Barry Myers, the chief executive of AccuWeather, is Trump’s pick to run NOAA, but more than six months have passed since he was nominated Oct. 16. Stymied by alleged conflicts of interest and lacking a formal science background, Myers’s ability to get the votes needed for approval in the Senate is unclear, several individuals familiar with his confirmation process said.
The Commerce Department, NOAA’s parent agency, blamed “Senate obstructionists” for the languishing process in a statement provided to The Washington Post. This was a shot at Democrats whom both Trump and Senate Republicans have accused of filibustering Trump’s nominees and hogging limited time on the Senate floor. A bottleneck has ensued for nominees awaiting confirmation.

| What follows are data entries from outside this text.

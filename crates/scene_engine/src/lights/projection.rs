//! Geometric fitting of a light-space orthographic projection to the
//! currently visible shadow casters

use crate::culling::FrustumCuller;
use crate::foundation::math::Vec3;
use crate::geometry::util::{project_coord, two_perp_axes};
use crate::geometry::Aabb;
use crate::scene::{Camera, SceneObject};

/// Near-plane margin between the virtual light eye and the closest caster
const NEAR_MARGIN: f32 = 1.0;

/// Side length of the fallback volume framed around the camera when no
/// casters are visible
const FALLBACK_EXTENT: f32 = 100.0;

/// An orthographic view volume framing the shadow casters along a light
/// direction
#[derive(Debug, Clone, Copy)]
pub struct ShadowmapFit {
    /// Virtual eye position behind the casters
    pub eye: Vec3,
    /// Point the light view looks at
    pub target: Vec3,
    /// Up vector of the light view
    pub up: Vec3,
    /// Orthographic volume width
    pub width: f32,
    /// Orthographic volume height
    pub height: f32,
    /// Near plane distance
    pub near_z: f32,
    /// Far plane distance
    pub far_z: f32,
}

/// Fit an orthographic shadow volume to the casters visible in the camera
/// frustum.
///
/// Visible objects with bounding spheres are projected onto a basis aligned
/// with the light direction and accumulated into a light-space AABB; the
/// returned volume frames that box with a near margin. When nothing passes
/// the visibility test the fit falls back to a fixed volume around the
/// camera so the pass stays valid.
pub fn simple_shadowmap_projection(
    objects: &[Box<dyn SceneObject>],
    light_direction: Vec3,
    frustum: &FrustumCuller,
    camera: &Camera,
) -> ShadowmapFit {
    let dir = light_direction.normalize();
    let (x_axis, y_axis) = two_perp_axes(dir);

    let mut bounds: Option<Aabb> = None;
    for object in objects {
        let state = object.render_state();
        if state.is_to_be_deleted() || !state.is_visible() {
            continue;
        }
        let Some(radius) = object.bounding_sphere_radius() else {
            continue;
        };
        let world_radius = radius * object.scale().norm();
        if !frustum.is_sphere_inside_frustum(object.position(), world_radius) {
            continue;
        }

        let center = project_coord(object.position(), x_axis, y_axis, dir);
        let extents = Vec3::new(world_radius, world_radius, world_radius);
        match &mut bounds {
            Some(aabb) => {
                aabb.expand_to_fit(center - extents);
                aabb.expand_to_fit(center + extents);
            }
            None => bounds = Some(Aabb::from_center_extents(center, extents)),
        }
    }

    bounds.map_or_else(
        || ShadowmapFit {
            eye: camera.position - dir * (FALLBACK_EXTENT * 0.5),
            target: camera.position,
            up: y_axis,
            width: FALLBACK_EXTENT,
            height: FALLBACK_EXTENT,
            near_z: NEAR_MARGIN,
            far_z: NEAR_MARGIN + FALLBACK_EXTENT,
        },
        |aabb| {
            let center_light = aabb.center();
            let extents = aabb.extents();
            let target =
                x_axis * center_light.x + y_axis * center_light.y + dir * center_light.z;
            ShadowmapFit {
                eye: target - dir * (extents.z + NEAR_MARGIN),
                target,
                up: y_axis,
                width: (2.0 * extents.x).max(1.0),
                height: (2.0 * extents.y).max(1.0),
                near_z: NEAR_MARGIN,
                far_z: NEAR_MARGIN + 2.0 * extents.z,
            }
        },
    )
}

#[cfg(test)]
mod tests {
    use super::*;
    use crate::foundation::math::Mat4;
    use crate::scene::{MeshObject, TriangleMesh};
    use approx::assert_relative_eq;

    fn caster_at(position: Vec3) -> Box<dyn SceneObject> {
        let mesh = TriangleMesh::from_vertices(
            &[
                Vec3::new(-1.0, -1.0, 0.0),
                Vec3::new(1.0, -1.0, 0.0),
                Vec3::new(0.0, 1.0, 0.0),
            ],
            &[0, 1, 2],
        );
        let mut object = MeshObject::with_mesh(mesh);
        object.set_position(position);
        Box::new(object)
    }

    #[test]
    fn test_fit_frames_a_single_caster() {
        let objects = vec![caster_at(Vec3::zeros())];
        let frustum = FrustumCuller::new(&Mat4::identity());
        let camera = Camera::new(Vec3::new(0.0, 0.0, 5.0));

        let fit = simple_shadowmap_projection(
            &objects,
            Vec3::new(0.0, 0.0, -1.0),
            &frustum,
            &camera,
        );

        // eye sits on the +Z side, looking down the light direction
        assert!(fit.eye.z > 0.0);
        assert_relative_eq!(fit.target, Vec3::zeros(), epsilon = 1e-5);
        let world_radius = 2.0f32.sqrt() * 3.0f32.sqrt();
        assert_relative_eq!(fit.width, 2.0 * world_radius, epsilon = 1e-4);
        assert_relative_eq!(fit.height, 2.0 * world_radius, epsilon = 1e-4);
        assert!(fit.near_z > 0.0);
        assert!(fit.far_z > fit.near_z);
    }

    #[test]
    fn test_invisible_and_culled_casters_are_ignored() {
        let visible = caster_at(Vec3::zeros());
        let hidden = caster_at(Vec3::new(0.5, 0.0, 0.0));
        hidden.render_state().set_visible(false);
        // far outside the identity clip cube
        let culled = caster_at(Vec3::new(500.0, 0.0, 0.0));
        let objects = vec![visible, hidden, culled];

        let frustum = FrustumCuller::new(&Mat4::identity());
        let camera = Camera::new(Vec3::zeros());
        let fit = simple_shadowmap_projection(
            &objects,
            Vec3::new(0.0, 0.0, -1.0),
            &frustum,
            &camera,
        );

        // only the visible caster at the origin contributes
        assert_relative_eq!(fit.target, Vec3::zeros(), epsilon = 1e-5);
        assert!(fit.width < 10.0);
    }

    #[test]
    fn test_fallback_frames_the_camera_when_no_casters() {
        let objects: Vec<Box<dyn SceneObject>> = Vec::new();
        let frustum = FrustumCuller::new(&Mat4::identity());
        let camera = Camera::new(Vec3::new(3.0, 0.0, 0.0));

        let fit = simple_shadowmap_projection(
            &objects,
            Vec3::new(0.0, -1.0, 0.0),
            &frustum,
            &camera,
        );

        assert_relative_eq!(fit.target, camera.position);
        assert_relative_eq!(fit.width, FALLBACK_EXTENT);
        assert!(fit.far_z > fit.near_z);
    }

    #[test]
    fn test_two_casters_widen_the_volume() {
        let objects = vec![caster_at(Vec3::new(-5.0, 0.0, 0.0)), caster_at(Vec3::new(5.0, 0.0, 0.0))];
        // a wide orthographic frustum so both casters count
        let frustum = FrustumCuller::new(&Mat4::new_orthographic(
            -100.0, 100.0, -100.0, 100.0, -100.0, 100.0,
        ));
        let camera = Camera::new(Vec3::zeros());

        let fit = simple_shadowmap_projection(
            &objects,
            Vec3::new(0.0, 0.0, -1.0),
            &frustum,
            &camera,
        );

        assert!(fit.width >= 10.0);
        assert_relative_eq!(fit.target.x, 0.0, epsilon = 1e-5);
    }
}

But Myers’s nomination has already been confirmed in committee (twice) and was placed in the hands of Senate Majority Leader Mitch McConnell (R-Ky.) in mid-December. All Myers needs is a majority vote in the Senate, which Republicans control.
But it’s not clear whether Republicans feel as though they can push Myers through or that it’s worth their effort. “You only have so much [political] capital for rounding up the votes for very close candidates,” said David Titley, who served as NOAA’s chief operating officer in the Obama administration.

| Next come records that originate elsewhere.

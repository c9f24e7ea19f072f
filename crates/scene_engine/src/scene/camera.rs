//! Cameras
//!
//! The scene holds only a non-owning handle to its active camera; camera
//! lifetime and matrix upkeep belong to the application layer, which feeds
//! the resulting matrices into the render configuration each frame.

use crate::foundation::math::{Mat4, Point3, Quat, Vec3};

/// A positionable camera
#[derive(Debug, Clone, PartialEq)]
pub struct Camera {
    /// World-space position
    pub position: Vec3,
    /// World-space orientation
    pub orientation: Quat,
}

impl Camera {
    /// Create a camera at `position` with identity orientation (looking
    /// down -Z in the engine's right-handed system)
    pub fn new(position: Vec3) -> Self {
        Self {
            position,
            orientation: Quat::identity(),
        }
    }

    /// Orient the camera to look at `target`
    pub fn look_at(&mut self, target: Vec3, up: Vec3) {
        let view = Mat4::look_at_rh(
            &Point3::from(self.position),
            &Point3::from(target),
            &up,
        );
        // The camera's world rotation is the inverse of the view rotation
        if let Some(world) = view.try_inverse() {
            let rotation = world.fixed_view::<3, 3>(0, 0).into_owned();
            self.orientation = Quat::from_matrix(&rotation);
        }
    }

    /// The view matrix (inverse of the camera's world transform)
    pub fn view_matrix(&self) -> Mat4 {
        self.orientation.inverse().to_homogeneous()
            * Mat4::new_translation(&-self.position)
    }
}

#[cfg(test)]
mod tests {
    use super::*;
    use approx::assert_relative_eq;

    #[test]
    fn test_view_matrix_moves_world_into_camera_space() {
        let camera = Camera::new(Vec3::new(0.0, 0.0, 10.0));
        let view = camera.view_matrix();
        let p = view.transform_point(&Point3::new(0.0, 0.0, 0.0));
        assert_relative_eq!(p.coords, Vec3::new(0.0, 0.0, -10.0), epsilon = 1e-5);
    }

    #[test]
    fn test_look_at_faces_target() {
        let mut camera = Camera::new(Vec3::new(0.0, 0.0, 10.0));
        camera.look_at(Vec3::new(10.0, 0.0, 10.0), Vec3::y());
        let view = camera.view_matrix();
        // The target direction maps onto the camera's -Z axis
        let p = view.transform_point(&Point3::new(10.0, 0.0, 10.0));
        assert_relative_eq!(p.coords, Vec3::new(0.0, 0.0, -10.0), epsilon = 1e-4);
    }
}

Myers has faced questions about the extent to which he can disentangle his personal finances from his slated government post since he was nominated. As NOAA administrator, Myers would be in charge of the National Weather Service, whose data is heavily used by AccuWeather.
Myers committed to resigning from AccuWeather and selling all ownership interests upon confirmation. But Walter Shaub, who was the director of the U.S. Office of Government Ethics in the Obama administration, said Myers’s conflicts of interest remain unresolved. Notably, AccuWeather would still be owned and operated by his brothers, Joel and Evan Myers.

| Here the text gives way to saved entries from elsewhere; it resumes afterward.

//! Visibility culling
//!
//! A frustum culler is built once per frame from the combined
//! view-projection matrix and tests world-space bounding spheres.

mod frustum;

pub use frustum::{FrustumCuller, Plane};
//! Local-space triangle meshes used for precise picking

use crate::foundation::math::Vec3;
use crate::geometry::Triangle;

/// A triangle mesh stored in model space (local coordinates, never
/// modified after construction)
#[derive(Debug, Clone)]
pub struct TriangleMesh {
    triangles: Vec<Triangle>,
    bounding_radius: f32,
}

impl TriangleMesh {
    /// Build a mesh from model-space vertices and triangle indices.
    /// Trailing indices that do not form a full triangle are ignored.
    pub fn from_vertices(vertices: &[Vec3], indices: &[u32]) -> Self {
        let mut triangles = Vec::new();
        for chunk in indices.chunks(3) {
            if chunk.len() == 3 {
                triangles.push(Triangle::new(
                    vertices[chunk[0] as usize],
                    vertices[chunk[1] as usize],
                    vertices[chunk[2] as usize],
                ));
            }
        }

        // Bounding radius from the furthest vertex
        let mut max_distance_sq = 0.0f32;
        for tri in &triangles {
            for vertex in [tri.v0, tri.v1, tri.v2] {
                max_distance_sq = max_distance_sq.max(vertex.magnitude_squared());
            }
        }

        Self {
            triangles,
            bounding_radius: max_distance_sq.sqrt(),
        }
    }

    /// The mesh's triangles in model space
    pub fn triangles(&self) -> &[Triangle] {
        &self.triangles
    }

    /// Radius of the model-space bounding sphere centered at the origin
    pub fn bounding_radius(&self) -> f32 {
        self.bounding_radius
    }
}

#[cfg(test)]
mod tests {
    use super::*;
    use approx::assert_relative_eq;

    #[test]
    fn test_from_vertices_builds_triangles() {
        let mesh = TriangleMesh::from_vertices(
            &[
                Vec3::new(-1.0, -1.0, 0.0),
                Vec3::new(1.0, -1.0, 0.0),
                Vec3::new(0.0, 1.0, 0.0),
            ],
            &[0, 1, 2],
        );
        assert_eq!(mesh.triangles().len(), 1);
    }

    #[test]
    fn test_bounding_radius_is_furthest_vertex() {
        let mesh = TriangleMesh::from_vertices(
            &[
                Vec3::new(3.0, 0.0, 0.0),
                Vec3::new(0.0, 1.0, 0.0),
                Vec3::new(0.0, 0.0, -1.0),
            ],
            &[0, 1, 2],
        );
        assert_relative_eq!(mesh.bounding_radius(), 3.0);
    }

    #[test]
    fn test_incomplete_index_triple_is_ignored() {
        let mesh = TriangleMesh::from_vertices(
            &[
                Vec3::new(-1.0, -1.0, 0.0),
                Vec3::new(1.0, -1.0, 0.0),
                Vec3::new(0.0, 1.0, 0.0),
            ],
            &[0, 1, 2, 0, 1],
        );
        assert_eq!(mesh.triangles().len(), 1);
    }
}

Shaub wrote in a letter to Senate leadership that Myers “could legally take countless official actions as Administrator to enrich himself or his family by advancing AccuWeather’s financial interests.” Now senior director of ethics at the Campaign Legal Center, Shaub called for the Senate to “require [Myers] to incorporate in a supplemental ethics agreement as a condition for confirming him.”
Myers’s counsel, Scott Thomas, with the law firm Blank Rome, rejected Shaub’s recommendation, characterizing it as “unfounded, unwarranted, and inappropriate” in a letter to Senate leadership obtained by The Washington Post. The letter, which was distributed to Senate offices by Tom Fahy, a lobbyist for AccuWeather, argued Myers has already done what he needs to do to resolve the potential conflict.
In addition to the controversy swirling about conflicts of interest, Titley said the Myers confirmation vote is also a hard sell because he doesn’t think NOAA and its mission are a high priority for this administration. Trump took longer to nominate a NOAA administrator than any other newly elected president since the agency was established.
“It just kind of looks like getting a NOAA administrator confirmed isn’t at the top of anybody’s to-do list,” Titley said.
Meanwhile, Rear. Adm. Timothy Gallaudet, who is serving as NOAA’s acting administrator, enjoys a great deal of support.
At an invitation-only event celebrating the launch of NOAA’s GOES-S weather satellite in March, Commerce Secretary Wilbur Ross spoke glowingly about the job Gallaudet was doing, according to Rich Sorkin, the chief executive of Jupiter Intel, who attended the ceremony.
“The general sense I took away was that people appeared comfortable with the current leadership at NOAA as it exists,” Sorkin said.
Myers’s confirmation vote is still possible. NASA head Jim Bridenstine, who was confirmed last week, had a dramatic, drawn-out nomination process. But if Myers’s confirmation continues to float in the ether for much longer, it simply may not happen, according to several people who were not authorized to speak on the issue. Myers still has the ability to bow out, or the White House may rescind its nomination.
Until the agency has a permanent leader, the administration is “missing an opportunity to shape and reform NOAA,” Titley said. “It’s still a 20th-century agency. Without an empowered administrator, that’s not going to change.”